Simmtech Co. v. Barclays Bank PLC
74 F. Supp. 3d 581
S.D.N.Y.2015Background
- Consolidated Action alleges a conspiracy among 12 banks to manipulate the WM/Reuters Fix in the global FX market, with plaintiffs seeking treble damages under Section 4 of the Clayton Act.
- FX market relies on the Fix as the primary benchmark; plaintiffs traded FX instruments with defendants at or influenced by the Fix during 2003–2014.
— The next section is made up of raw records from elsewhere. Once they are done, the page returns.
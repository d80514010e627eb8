//! 分割策略编排
//!
//! - sliding_window: 滑动窗口 LLM 分割
//! - micro_merge: 微分块后 LLM 合并
//! - assembler: 顶层章节装配器

mod assembler;
mod micro_merge;
mod sliding_window;

pub use assembler::{AssemblerConfig, ChapterAssembler, SplitStrategy};
pub use micro_merge::{MicroMergeConfig, MicroMergeSplitter};
pub use sliding_window::{SlidingWindowConfig, SlidingWindowSplitter};
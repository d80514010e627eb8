//! Fake LLM Client - 用于测试的章节判定客户端
//!
//! 不访问任何外部服务；按预设模式或脚本化响应序列应答，
//! 用于驱动停滞/回退路径和策略单元测试

use async_trait::async_trait;
use std::collections::VecDeque;
use std::sync::Mutex;

use crate::application::ports::{
    ChapterLlmPort, ChunkMergeResponse, ChunkSnippet, LlmError, WindowSplitResponse,
};

/// 脚本化的窗口分割应答
pub enum ScriptedSplit {
    Response(WindowSplitResponse),
    Error,
}

/// 脚本化的合并应答
pub enum ScriptedMerge {
    Response(ChunkMergeResponse),
    Error,
}

enum Mode {
    /// 每次调用都失败
    AlwaysError,
    /// 永远整窗不确定（leftover = 0，无任何分组/分段）
    NeverConfident,
    /// 永远确认整窗但不产出任何分段/分组（leftover = 窗口末尾）
    AlwaysEmpty,
    /// 依次消费脚本化应答，耗尽后失败
    Scripted,
}

/// Fake LLM Client
pub struct FakeLlmClient {
    mode: Mode,
    splits: Mutex<VecDeque<ScriptedSplit>>,
    merges: Mutex<VecDeque<ScriptedMerge>>,
}

impl FakeLlmClient {
    pub fn always_error() -> Self {
        Self::with_mode(Mode::AlwaysError)
    }

    pub fn never_confident() -> Self {
        Self::with_mode(Mode::NeverConfident)
    }

    pub fn always_empty() -> Self {
        Self::with_mode(Mode::AlwaysEmpty)
    }

    pub fn scripted_splits(responses: Vec<ScriptedSplit>) -> Self {
        Self {
            mode: Mode::Scripted,
            splits: Mutex::new(responses.into()),
            merges: Mutex::new(VecDeque::new()),
        }
    }

    pub fn scripted_merges(responses: Vec<ScriptedMerge>) -> Self {
        Self {
            mode: Mode::Scripted,
            splits: Mutex::new(VecDeque::new()),
            merges: Mutex::new(responses.into()),
        }
    }

    fn with_mode(mode: Mode) -> Self {
        Self {
            mode,
            splits: Mutex::new(VecDeque::new()),
            merges: Mutex::new(VecDeque::new()),
        }
    }
}

#[async_trait]
impl ChapterLlmPort for FakeLlmClient {
    async fn split_window(&self, window: &str) -> Result<WindowSplitResponse, LlmError> {
        tracing::debug!(window_len = window.len(), "FakeLlmClient split_window");
        match self.mode {
            Mode::AlwaysError => Err(LlmError::ServiceError("fake failure".to_string())),
            Mode::NeverConfident => Ok(WindowSplitResponse {
                segments: Vec::new(),
                leftover_from: Some(0),
            }),
            Mode::AlwaysEmpty => Ok(WindowSplitResponse {
                segments: Vec::new(),
                leftover_from: None,
            }),
            Mode::Scripted => match self.splits.lock().unwrap().pop_front() {
                Some(ScriptedSplit::Response(resp)) => Ok(resp),
                Some(ScriptedSplit::Error) => {
                    Err(LlmError::ServiceError("scripted failure".to_string()))
                }
                None => Err(LlmError::ServiceError("script exhausted".to_string())),
            },
        }
    }

    async fn merge_chunks(&self, batch: &[ChunkSnippet]) -> Result<ChunkMergeResponse, LlmError> {
        tracing::debug!(batch_len = batch.len(), "FakeLlmClient merge_chunks");
        match self.mode {
            Mode::AlwaysError => Err(LlmError::ServiceError("fake failure".to_string())),
            Mode::NeverConfident => Ok(ChunkMergeResponse {
                chapters: Vec::new(),
                leftover_from_index: Some(0),
            }),
            Mode::AlwaysEmpty => Ok(ChunkMergeResponse {
                chapters: Vec::new(),
                leftover_from_index: None,
            }),
            Mode::Scripted => match self.merges.lock().unwrap().pop_front() {
                Some(ScriptedMerge::Response(resp)) => Ok(resp),
                Some(ScriptedMerge::Error) => {
                    Err(LlmError::ServiceError("scripted failure".to_string()))
                }
                None => Err(LlmError::ServiceError("script exhausted".to_string())),
            },
        }
    }
}

#[cfg(test)]
mod tests {
    use super::*;

    #[tokio::test]
    async fn test_always_error() {
        let client = FakeLlmClient::always_error();
        assert!(client.split_window("본문").await.is_err());
        assert!(client.merge_chunks(&[]).await.is_err());
    }

    #[tokio::test]
    async fn test_never_confident_leftover_zero() {
        let client = FakeLlmClient::never_confident();
        let resp = client.split_window("본문").await.unwrap();
        assert!(resp.segments.is_empty());
        assert_eq!(resp.leftover_from, Some(0));
    }

    #[tokio::test]
    async fn test_scripted_exhaustion_errors() {
        let client = FakeLlmClient::scripted_splits(vec![ScriptedSplit::Error]);
        assert!(client.split_window("a").await.is_err());
        assert!(client.split_window("b").await.is_err());
    }
}
//! 应用层错误定义

use thiserror::Error;

/// 分割错误
///
/// 外部服务失败不会出现在这里：瞬时失败由批/窗回退逻辑就地吸收，
/// 结构性非法响应逐项过滤。只有真正无法恢复的内部状态才会上浮。
#[derive(Debug, Error)]
pub enum SegmentationError {
    /// 内部不变量被破坏
    #[error("Internal error: {0}")]
    Internal(String),
}

impl SegmentationError {
    pub fn internal(message: impl Into<String>) -> Self {
        Self::Internal(message.into())
    }
}
//! 适配器实现 - 端口的具体实现

pub mod llm;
- The core allegation is that traders used chat rooms (e.g., The Cartel) and electronic messaging to share nonpublic information and agree on trading strategies to move the Fix.
- Defendants challenge pleading sufficiency, harm to competition, injury in fact, and antitrust injury; the court analyzes these on a motion to dismiss.
- Foreign Actions involve claims by non-US plaintiffs (South Korea and Norway) asserting Sherman Act and New York law claims; these are (i) dismissed under FTAIA and nexus limits, and (ii) barred by comity and domestic effects considerations.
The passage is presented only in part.